- **TASK STATEMENT**: In full and without alteration, write out the records.
[Opening INPUT MATERIAL section]
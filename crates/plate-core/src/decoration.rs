use std::ops::Range;

use serde::{Deserialize, Serialize};

use crate::core::Editor;
use crate::ops::Path;

#[derive(Debug, Clone, PartialEq, Eq, Serialize, Deserialize)]
#[serde(tag = "target", rename_all = "snake_case")]
pub enum DecorationTarget {
    /// A block-offset range inside a text block.
    Inline { block: Path, range: Range<usize> },
    /// A whole node.
    Node { path: Path },
}

/// A presentation-only class attached to part of the document. Decorations
/// never enter the document model or its serialized form.
#[derive(Debug, Clone, PartialEq, Eq, Serialize, Deserialize)]
pub struct Decoration {
    #[serde(flatten)]
    pub target: DecorationTarget,
    pub class: String,
}

impl Decoration {
    pub fn inline(block: Path, range: Range<usize>, class: impl Into<String>) -> Self {
        Self {
            target: DecorationTarget::Inline { block, range },
            class: class.into(),
        }
    }

    pub fn node(path: Path, class: impl Into<String>) -> Self {
        Self {
            target: DecorationTarget::Node { path },
            class: class.into(),
        }
    }

    pub fn covers_offset(&self, block: &[usize], offset: usize) -> bool {
        match &self.target {
            DecorationTarget::Inline { block: b, range } => {
                b.as_slice() == block && range.start <= offset && offset < range.end
            }
            DecorationTarget::Node { path } => block.starts_with(path),
        }
    }
}

pub trait DecorationSource {
    fn decorations(&self, editor: &Editor) -> Vec<Decoration>;
}
use std::sync::Arc;

use plate_core::{
    CommandError, CommandSpec, Editor, InputRule, NodeSpec, PlatePlugin, PluginRegistry,
    QueryError, QuerySpec, RegistryError, VoidCodec,
};
use regex::Regex;
use serde_json::Value;

use crate::commit::build_mention_transaction;
use crate::config::MentionConfig;
use crate::element::{MENTION_KIND, MentionAttrs, MentionCodec, collect_mentions};
use crate::state::{ActivationState, SuggestionRange};

pub const OPEN_RULE_ID: &str = "mention.open";

/// Pattern the `mention.open` input rule matches against the text before the
/// caret. Group 1 is the trigger run, group 2 the query.
pub fn open_pattern(trigger: char, allow_spaces: bool) -> String {
    let t = regex::escape(&trigger.to_string());
    let excluded = if allow_spaces {
        t.clone()
    } else {
        format!(r"\s{t}")
    };
    format!(r"(?:^|\s)({t}([^{excluded}]*))$")
}

pub struct MentionPlugin {
    trigger: char,
    allow_spaces: bool,
    separator: char,
}

impl Default for MentionPlugin {
    fn default() -> Self {
        Self::new(&MentionConfig::default())
    }
}

impl MentionPlugin {
    pub fn new(config: &MentionConfig) -> Self {
        Self {
            trigger: config.trigger,
            allow_spaces: config.allow_spaces,
            separator: config.separator,
        }
    }
}

impl PlatePlugin for MentionPlugin {
    fn id(&self) -> &'static str {
        "mention"
    }

    fn node_specs(&self) -> Vec<NodeSpec> {
        vec![NodeSpec::inline_void(MENTION_KIND)]
    }

    fn commands(&self) -> Vec<CommandSpec> {
        let separator = self.separator;
        vec![
            CommandSpec::new("mention.insert", "Insert mention", move |editor, args| {
                insert_at_caret(editor, args, separator)
            })
            .description("Insert a mention at the caret.")
            .keywords(["mention", "user", "at"])
            .args_example(serde_json::json!({ "id": "42", "display": "Alice" })),
        ]
    }

    fn queries(&self) -> Vec<QuerySpec> {
        vec![QuerySpec::new("mention.list", |editor, _args| {
            serde_json::to_value(collect_mentions(editor.doc())).map_err(QueryError::Decode)
        })]
    }

    fn input_rules(&self) -> Vec<InputRule> {
        let pattern = open_pattern(self.trigger, self.allow_spaces);
        match Regex::new(&pattern) {
            Ok(regex) => vec![InputRule::new(OPEN_RULE_ID, regex)],
            Err(err) => {
                tracing::warn!(%err, pattern, "mention open rule not registered");
                Vec::new()
            }
        }
    }

    fn void_codecs(&self) -> Vec<Arc<dyn VoidCodec>> {
        vec![Arc::new(MentionCodec::new(self.trigger))]
    }
}

fn insert_at_caret(
    editor: &mut Editor,
    args: Option<Value>,
    separator: char,
) -> Result<(), CommandError> {
    let Some(args) = args else {
        return Err(CommandError::InvalidArgs("missing args".to_string()));
    };
    let attrs: MentionAttrs = serde_json::from_value(args)
        .map_err(|err| CommandError::InvalidArgs(err.to_string()))?;
    if attrs.id.is_empty() {
        return Err(CommandError::InvalidArgs("id must not be empty".to_string()));
    }

    let Some(caret) = editor.caret() else {
        return Err(CommandError::new("Selection is not collapsed"));
    };
    let at_caret = ActivationState::Active {
        range: SuggestionRange {
            block: caret.block,
            from: caret.offset,
            to: caret.offset,
        },
        query: String::new(),
    };
    let Some(tx) = build_mention_transaction(editor, &at_caret, &attrs, separator) else {
        return Err(CommandError::new("Caret is not in a text block"));
    };
    editor.apply(tx.source("command:mention.insert"))?;
    Ok(())
}

/// Core plugins plus [`MentionPlugin`] configured from `config`.
pub fn registry(config: &MentionConfig) -> Result<PluginRegistry, RegistryError> {
    PluginRegistry::core_with([Box::new(MentionPlugin::new(config)) as Box<dyn PlatePlugin>])
}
[Closing INPUT MATERIAL section]
- **TASK ANSWER**:
filename crates/plate-core/src/decoration.rs
use std::ops::Range;

use serde::{Deserialize, Serialize};

use crate::core::Editor;
use crate::ops::Path;

#[derive(Debug, Clone, PartialEq, Eq, Serialize, Deserialize)]
#[serde(tag = "target", rename_all = "snake_case")]
pub enum DecorationTarget {
    /// A block-offset range inside a text block.
    Inline { block: Path, range: Range<usize> },
    /// A whole node.
    Node { path: Path },
}

/// A presentation-only class attached to part of the document. Decorations
/// never enter the document model or its serialized form.
#[derive(Debug, Clone, PartialEq, Eq, Serialize, Deserialize)]
pub struct Decoration {
    #[serde(flatten)]
    pub target: DecorationTarget,
    pub class: String,
}

impl Decoration {
    pub fn inline(block: Path, range: Range<usize>, class: impl Into<String>) -> Self {
        Self {
            target: DecorationTarget::Inline { block, range },
            class: class.into(),
        }
    }

    pub fn node(path: Path, class: impl Into<String>) -> Self {
        Self {
            target: DecorationTarget::Node { path },
            class: class.into(),
        }
    }

    pub fn covers_offset(&self, block: &[usize], offset: usize) -> bool {
        match &self.target {
            DecorationTarget::Inline { block: b, range } => {
                b.as_slice() == block && range.start <= offset && offset < range.end
            }
            DecorationTarget::Node { path } => block.starts_with(path),
        }
    }
}

pub trait DecorationSource {
    fn decorations(&self, editor: &Editor) -> Vec<Decoration>;
}
use std::sync::Arc;

use plate_core::{
    CommandError, CommandSpec, Editor, InputRule, NodeSpec, PlatePlugin, PluginRegistry,
    QueryError, QuerySpec, RegistryError, VoidCodec,
};
use regex::Regex;
use serde_json::Value;

use crate::commit::build_mention_transaction;
use crate::config::MentionConfig;
use crate::element::{MENTION_KIND, MentionAttrs, MentionCodec, collect_mentions};
use crate::state::{ActivationState, SuggestionRange};

pub const OPEN_RULE_ID: &str = "mention.open";

/// Pattern the `mention.open` input rule matches against the text before the
/// caret. Group 1 is the trigger run, group 2 the query.
pub fn open_pattern(trigger: char, allow_spaces: bool) -> String {
    let t = regex::escape(&trigger.to_string());
    let excluded = if allow_spaces {
        t.clone()
    } else {
        format!(r"\s{t}")
    };
    format!(r"(?:^|\s)({t}([^{excluded}]*))$")
}

pub struct MentionPlugin {
    trigger: char,
    allow_spaces: bool,
    separator: char,
}

impl Default for MentionPlugin {
    fn default() -> Self {
        Self::new(&MentionConfig::default())
    }
}

impl MentionPlugin {
    pub fn new(config: &MentionConfig) -> Self {
        Self {
            trigger: config.trigger,
            allow_spaces: config.allow_spaces,
            separator: config.separator,
        }
    }
}

impl PlatePlugin for MentionPlugin {
    fn id(&self) -> &'static str {
        "mention"
    }

    fn node_specs(&self) -> Vec<NodeSpec> {
        vec![NodeSpec::inline_void(MENTION_KIND)]
    }

    fn commands(&self) -> Vec<CommandSpec> {
        let separator = self.separator;
        vec![
            CommandSpec::new("mention.insert", "Insert mention", move |editor, args| {
                insert_at_caret(editor, args, separator)
            })
            .description("Insert a mention at the caret.")
            .keywords(["mention", "user", "at"])
            .args_example(serde_json::json!({ "id": "42", "display": "Alice" })),
        ]
    }

    fn queries(&self) -> Vec<QuerySpec> {
        vec![QuerySpec::new("mention.list", |editor, _args| {
            serde_json::to_value(collect_mentions(editor.doc())).map_err(QueryError::Decode)
        })]
    }

    fn input_rules(&self) -> Vec<InputRule> {
        let pattern = open_pattern(self.trigger, self.allow_spaces);
        match Regex::new(&pattern) {
            Ok(regex) => vec![InputRule::new(OPEN_RULE_ID, regex)],
            Err(err) => {
                tracing::warn!(%err, pattern, "mention open rule not registered");
                Vec::new()
            }
        }
    }

    fn void_codecs(&self) -> Vec<Arc<dyn VoidCodec>> {
        vec![Arc::new(MentionCodec::new(self.trigger))]
    }
}

fn insert_at_caret(
    editor: &mut Editor,
    args: Option<Value>,
    separator: char,
) -> Result<(), CommandError> {
    let Some(args) = args else {
        return Err(CommandError::InvalidArgs("missing args".to_string()));
    };
    let attrs: MentionAttrs = serde_json::from_value(args)
        .map_err(|err| CommandError::InvalidArgs(err.to_string()))?;
    if attrs.id.is_empty() {
        return Err(CommandError::InvalidArgs("id must not be empty".to_string()));
    }

    let Some(caret) = editor.caret() else {
        return Err(CommandError::new("Selection is not collapsed"));
    };
    let at_caret = ActivationState::Active {
        range: SuggestionRange {
            block: caret.block,
            from: caret.offset,
            to: caret.offset,
        },
        query: String::new(),
    };
    let Some(tx) = build_mention_transaction(editor, &at_caret, &attrs, separator) else {
        return Err(CommandError::new("Caret is not in a text block"));
    };
    editor.apply(tx.source("command:mention.insert"))?;
    Ok(())
}

/// Core plugins plus [`MentionPlugin`] configured from `config`.
pub fn registry(config: &MentionConfig) -> Result<PluginRegistry, RegistryError> {
    PluginRegistry::core_with([Box::new(MentionPlugin::new(config)) as Box<dyn PlatePlugin>])
}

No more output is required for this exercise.